Way back, as Collogan tells it, Grimm placed an ad in a Sunday school paper seeking a pen pal.

Collogan answered, but she wasn’t initially Grimm’s only pen pal.

“I really enjoyed hearing from people from all over the country,” Grimm said during a recent phone interview.

At one point, Grimm had as many as 15 pen pals.

But Collogan and Grimm clicked in a way the others didn’t, and those other pen pals began dropping away.

“It seemed like we had a lot of the same interests,” Grimm explained. “She was from a small town. I was from a small town.”

“She seemed like an awfully nice person,” Grimm added. “We just kept writing back to each other.”

Both were farm girls.

Grimm was raised in Wheatland, Calif., a farming community about 40 miles north of Sacramento that was home to only about 500 people in 1940.
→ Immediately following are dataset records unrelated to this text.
#[test]
fn test_gen_into_bad_slot_creates_nothing() {
    let mut bytes = guest_memory();
    let mut mem = GuestMemory::new(&mut bytes);
    let mut bridge = bridge();

    let err = bridge
        .gen_vertex_arrays(&mut mem, 1, (MEMORY_SIZE - 2) as u32)
        .unwrap_err();
    assert!(matches!(err, BridgeError::OutOfBounds { .. }));
    assert_eq!(bridge.live_handles(), 0);
    assert_eq!(bridge.context().live_objects(), 0);
}

#[test]
fn test_zero_handle_binds_null() {
    let mut bytes = guest_memory();
    let mut mem = GuestMemory::new(&mut bytes);
    let mut bridge = bridge();

    bridge.gen_buffers(&mut mem, 1, 0x10).unwrap();
    let buffer = mem.read_u32(0x10).unwrap();
    bridge.bind_buffer(gl::ARRAY_BUFFER, buffer).unwrap();
    assert!(bridge.context().bound_buffer(gl::ARRAY_BUFFER).is_some());

    bridge.bind_buffer(gl::ARRAY_BUFFER, 0).unwrap();
    assert!(bridge.context().bound_buffer(gl::ARRAY_BUFFER).is_none());
    assert_eq!(bridge.context().last_call("bindBuffer").unwrap().args[1], 0.0);
}

#[test]
fn test_unknown_handle_is_null_in_lenient_mode() {
    let mut bridge = bridge();

    bridge.bind_texture(gl::TEXTURE_2D, 77).expect("lenient bind");
    let call = bridge.context().last_call("bindTexture").unwrap();
    assert_eq!(call.args, vec![f64::from(gl::TEXTURE_2D), 0.0]);
}

#[test]
fn test_wrong_kind_rejected_in_strict_mode() {
    let mut bytes = guest_memory();
    let mut mem = GuestMemory::new(&mut bytes);
    let mut bridge = Bridge::with_config(RecordingContext::new(), BridgeConfig::strict());

    bridge.gen_textures(&mut mem, 1, 0x10).unwrap();
    let texture = mem.read_u32(0x10).unwrap();

    let err = bridge.bind_buffer(gl::ARRAY_BUFFER, texture).unwrap_err();
    assert!(matches!(
        err,
        BridgeError::InvalidHandle { handle, expected: ObjectKind::Buffer } if handle == texture
    ));
    assert_eq!(bridge.context().call_count("bindBuffer"), 0);

    // The texture survives a mismatched delete.
    mem.write_u32(0x20, texture).unwrap();
    assert!(bridge.delete_buffers(&mem, 1, 0x20).is_err());
    assert_eq!(bridge.live_handles(), 1);
}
Today, the population of Wheatland has swelled to more than 3,450.

True to its name, though, Grimm’s father raised wheat and cattle on the family ranch about a mile out of town.

Collogan’s father rented farmland around Jefferson.

As Collogan moved from farm girl to farm wife, Grimm could only admire her work ethic.

“She works a lot harder than I did,” said Grimm, whose late husband was an insurance agent.

Grimm remembers stories of Collogan helping with harvest and building fences.

“I didn’t work that hard,” Grimm confessed. “I picked up walnuts, but that was about it.”

Still, those walnuts played a critical role in holiday baking around the Collogan home.

As her daughter, the Rev. Dori Collogan, recalled, walnuts would arrive from California every fall.

“Mom would wait to start her holiday baking after the nuts arrived,” said Dori Collogan, one of Waunita and Lowell’s four kids. 

“At some point,” she added, “they agreed that the cost of postage was almost more than the value of the nuts, so Marilyn sent other sorts of gifts.”

These days, one will often be compelled to write the other by what they see on the nightly TV news.

“Lately, I’ve thought of you so often,” Grimm wrote in February, when she saw news about winter storms.

“I hope spring comes soon for you,” she added. “Enough is enough.”

For her part, Collogan wrote to Grimm this past summer inquiring about wildfires in California.

It goes without saying that with email and texting, she could have had her answer in seconds, but neither woman emails.

Grimm has an iPad, which she uses for more important things.

“I usually play Solitaire,” she said.

And so they remain content to correspond the old-fashioned way — and in its way, snail mail has never seemed so charming.

“Hope you can read my writing,” Grimm wrote, signing off her Aug. 13 letter. “It gets worse as I get older.”